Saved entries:
=-=-=-=-=

//! Balance simulator for the round engines and progression.
//!
//! Plays the whole catalog with scripted bots to see how long a clear takes,
//! how often each game is lost and what the ledger looks like at the end.
//! Rounds are driven through `RoundSession` with the same inputs and time
//! deltas a UI would send, so results follow real gameplay rules.

mod bots;
mod config;
mod report;
mod runner;

pub use config::SimConfig;
pub use report::{GameSummary, SimReport};
pub use runner::{run_simulation, GameTally, RunStats};
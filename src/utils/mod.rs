//! Utility modules: save-file storage.

#![allow(unused_imports)]

pub mod persistence;

pub use persistence::*;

=-=-=-=-=

→ Your goal: The answer must restate all of the entries exactly.

→ Solution for this task:
//! Balance simulator for the round engines and progression.
//!
//! Plays the whole catalog with scripted bots to see how long a clear takes,
//! how often each game is lost and what the ledger looks like at the end.
//! Rounds are driven through `RoundSession` with the same inputs and time
//! deltas a UI would send, so results follow real gameplay rules.

mod bots;
mod config;
mod report;
mod runner;

pub use config::SimConfig;
pub use report::{GameSummary, SimReport};
pub use runner::{run_simulation, GameTally, RunStats};
filename src/utils/mod.rs
//! Utility modules: save-file storage.

#![allow(unused_imports)]

pub mod persistence;

pub use persistence::*;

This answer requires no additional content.